• Requirement: Search the entries below for "year". Report each line where it occurs.

• Records:
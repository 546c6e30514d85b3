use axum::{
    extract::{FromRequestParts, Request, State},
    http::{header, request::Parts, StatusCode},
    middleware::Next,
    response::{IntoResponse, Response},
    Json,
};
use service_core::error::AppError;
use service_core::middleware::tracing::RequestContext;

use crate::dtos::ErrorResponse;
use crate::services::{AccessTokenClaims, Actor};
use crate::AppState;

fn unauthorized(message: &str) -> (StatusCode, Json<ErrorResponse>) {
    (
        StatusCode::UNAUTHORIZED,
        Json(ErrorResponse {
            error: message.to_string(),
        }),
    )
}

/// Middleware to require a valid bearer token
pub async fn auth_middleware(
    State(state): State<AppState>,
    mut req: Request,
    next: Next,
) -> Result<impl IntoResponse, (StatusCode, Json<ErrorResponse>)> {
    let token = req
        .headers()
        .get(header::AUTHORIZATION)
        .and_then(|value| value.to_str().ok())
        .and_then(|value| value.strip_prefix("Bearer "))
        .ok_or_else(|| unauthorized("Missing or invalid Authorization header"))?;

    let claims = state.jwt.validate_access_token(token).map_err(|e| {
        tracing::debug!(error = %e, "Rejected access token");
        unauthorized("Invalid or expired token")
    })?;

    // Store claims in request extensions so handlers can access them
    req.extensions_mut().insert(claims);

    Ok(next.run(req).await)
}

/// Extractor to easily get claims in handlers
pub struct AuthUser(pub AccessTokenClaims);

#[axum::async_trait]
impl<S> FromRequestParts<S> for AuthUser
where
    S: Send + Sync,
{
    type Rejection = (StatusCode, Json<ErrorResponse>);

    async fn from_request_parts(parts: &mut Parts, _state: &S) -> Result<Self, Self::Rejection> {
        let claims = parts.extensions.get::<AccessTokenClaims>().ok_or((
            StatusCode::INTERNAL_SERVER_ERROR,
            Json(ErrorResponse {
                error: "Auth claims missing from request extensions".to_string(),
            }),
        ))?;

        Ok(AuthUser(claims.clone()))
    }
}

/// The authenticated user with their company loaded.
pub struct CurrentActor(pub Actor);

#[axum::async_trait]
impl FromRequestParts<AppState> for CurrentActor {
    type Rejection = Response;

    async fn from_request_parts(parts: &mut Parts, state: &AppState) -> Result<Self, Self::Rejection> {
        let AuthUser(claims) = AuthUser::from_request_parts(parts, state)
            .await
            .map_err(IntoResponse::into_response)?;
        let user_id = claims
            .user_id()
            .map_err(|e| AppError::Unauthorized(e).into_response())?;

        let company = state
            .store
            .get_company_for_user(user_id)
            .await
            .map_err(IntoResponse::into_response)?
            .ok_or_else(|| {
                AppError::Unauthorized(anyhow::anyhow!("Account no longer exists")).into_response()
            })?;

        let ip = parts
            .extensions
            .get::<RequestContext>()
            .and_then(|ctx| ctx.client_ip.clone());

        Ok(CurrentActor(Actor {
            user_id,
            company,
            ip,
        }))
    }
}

--

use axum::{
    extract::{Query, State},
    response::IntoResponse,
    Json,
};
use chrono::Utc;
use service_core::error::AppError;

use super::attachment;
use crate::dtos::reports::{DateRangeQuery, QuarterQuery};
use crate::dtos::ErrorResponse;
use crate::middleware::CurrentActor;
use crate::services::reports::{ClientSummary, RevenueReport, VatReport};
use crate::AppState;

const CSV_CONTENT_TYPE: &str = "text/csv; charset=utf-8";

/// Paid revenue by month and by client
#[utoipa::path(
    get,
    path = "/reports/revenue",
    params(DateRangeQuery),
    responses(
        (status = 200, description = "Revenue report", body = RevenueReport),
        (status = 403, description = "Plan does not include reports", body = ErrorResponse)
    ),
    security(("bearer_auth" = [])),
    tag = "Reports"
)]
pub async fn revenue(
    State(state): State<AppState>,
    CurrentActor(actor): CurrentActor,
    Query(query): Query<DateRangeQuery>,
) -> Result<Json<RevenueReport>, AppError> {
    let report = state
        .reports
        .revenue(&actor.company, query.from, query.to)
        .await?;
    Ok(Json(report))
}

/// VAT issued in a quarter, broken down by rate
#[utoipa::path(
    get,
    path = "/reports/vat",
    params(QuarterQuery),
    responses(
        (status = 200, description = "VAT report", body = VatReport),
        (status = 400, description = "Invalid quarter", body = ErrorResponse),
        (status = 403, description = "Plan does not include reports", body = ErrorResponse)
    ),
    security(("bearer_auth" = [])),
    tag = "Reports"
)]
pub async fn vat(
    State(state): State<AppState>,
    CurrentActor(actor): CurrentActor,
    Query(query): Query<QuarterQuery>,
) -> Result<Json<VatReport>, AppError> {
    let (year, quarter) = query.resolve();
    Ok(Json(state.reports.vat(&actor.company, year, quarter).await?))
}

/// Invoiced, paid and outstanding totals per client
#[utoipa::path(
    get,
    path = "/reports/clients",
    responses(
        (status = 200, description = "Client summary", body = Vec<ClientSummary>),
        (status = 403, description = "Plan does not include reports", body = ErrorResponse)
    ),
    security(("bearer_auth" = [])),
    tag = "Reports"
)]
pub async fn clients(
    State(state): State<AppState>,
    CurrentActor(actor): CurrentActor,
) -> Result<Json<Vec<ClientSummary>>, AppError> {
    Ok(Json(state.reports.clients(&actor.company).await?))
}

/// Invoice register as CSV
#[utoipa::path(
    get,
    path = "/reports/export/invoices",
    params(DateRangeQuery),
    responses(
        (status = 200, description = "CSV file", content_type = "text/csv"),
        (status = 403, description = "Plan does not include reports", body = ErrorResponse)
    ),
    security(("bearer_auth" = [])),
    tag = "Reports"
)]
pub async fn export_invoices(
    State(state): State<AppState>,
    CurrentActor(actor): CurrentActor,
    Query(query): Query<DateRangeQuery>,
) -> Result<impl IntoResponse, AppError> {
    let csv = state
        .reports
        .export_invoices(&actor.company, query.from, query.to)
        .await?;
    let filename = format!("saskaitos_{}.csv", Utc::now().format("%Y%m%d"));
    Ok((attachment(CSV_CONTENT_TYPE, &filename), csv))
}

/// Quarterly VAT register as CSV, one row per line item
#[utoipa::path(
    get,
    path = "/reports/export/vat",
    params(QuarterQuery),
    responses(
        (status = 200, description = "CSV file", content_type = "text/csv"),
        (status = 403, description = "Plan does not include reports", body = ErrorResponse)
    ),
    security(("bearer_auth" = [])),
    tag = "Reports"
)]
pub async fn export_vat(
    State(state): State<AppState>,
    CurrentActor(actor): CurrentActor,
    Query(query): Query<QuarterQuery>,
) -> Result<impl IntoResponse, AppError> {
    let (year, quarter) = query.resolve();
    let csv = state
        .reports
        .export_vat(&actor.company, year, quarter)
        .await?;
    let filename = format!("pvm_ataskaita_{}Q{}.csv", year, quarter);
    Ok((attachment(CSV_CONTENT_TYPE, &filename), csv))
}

* * *

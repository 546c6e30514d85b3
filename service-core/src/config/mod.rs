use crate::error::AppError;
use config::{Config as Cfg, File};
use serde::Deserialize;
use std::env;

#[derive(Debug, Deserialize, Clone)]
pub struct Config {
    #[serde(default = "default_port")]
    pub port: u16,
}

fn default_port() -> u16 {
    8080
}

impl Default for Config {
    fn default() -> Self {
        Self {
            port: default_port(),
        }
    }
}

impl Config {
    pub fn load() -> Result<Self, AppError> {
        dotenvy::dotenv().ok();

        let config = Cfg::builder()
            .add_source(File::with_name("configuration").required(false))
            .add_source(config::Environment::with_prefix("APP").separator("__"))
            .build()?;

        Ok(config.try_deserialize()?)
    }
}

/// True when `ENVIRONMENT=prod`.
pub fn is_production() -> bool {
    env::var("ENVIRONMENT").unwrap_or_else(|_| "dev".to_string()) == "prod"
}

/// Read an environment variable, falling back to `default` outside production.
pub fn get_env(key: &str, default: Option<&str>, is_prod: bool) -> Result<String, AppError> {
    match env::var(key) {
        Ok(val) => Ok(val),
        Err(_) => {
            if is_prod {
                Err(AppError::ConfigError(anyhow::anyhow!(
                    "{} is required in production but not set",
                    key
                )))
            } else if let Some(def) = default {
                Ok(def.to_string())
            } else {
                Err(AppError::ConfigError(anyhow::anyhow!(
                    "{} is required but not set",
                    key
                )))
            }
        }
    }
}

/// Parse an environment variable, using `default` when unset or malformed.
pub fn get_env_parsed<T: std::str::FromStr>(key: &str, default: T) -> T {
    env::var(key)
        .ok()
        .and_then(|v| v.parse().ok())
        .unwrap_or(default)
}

• Task output:
    let (year, quarter) = query.resolve();
    Ok(Json(state.reports.vat(&actor.company, year, quarter).await?))
    let (year, quarter) = query.resolve();
        .export_vat(&actor.company, year, quarter)
    let filename = format!("pvm_ataskaita_{}Q{}.csv", year, quarter);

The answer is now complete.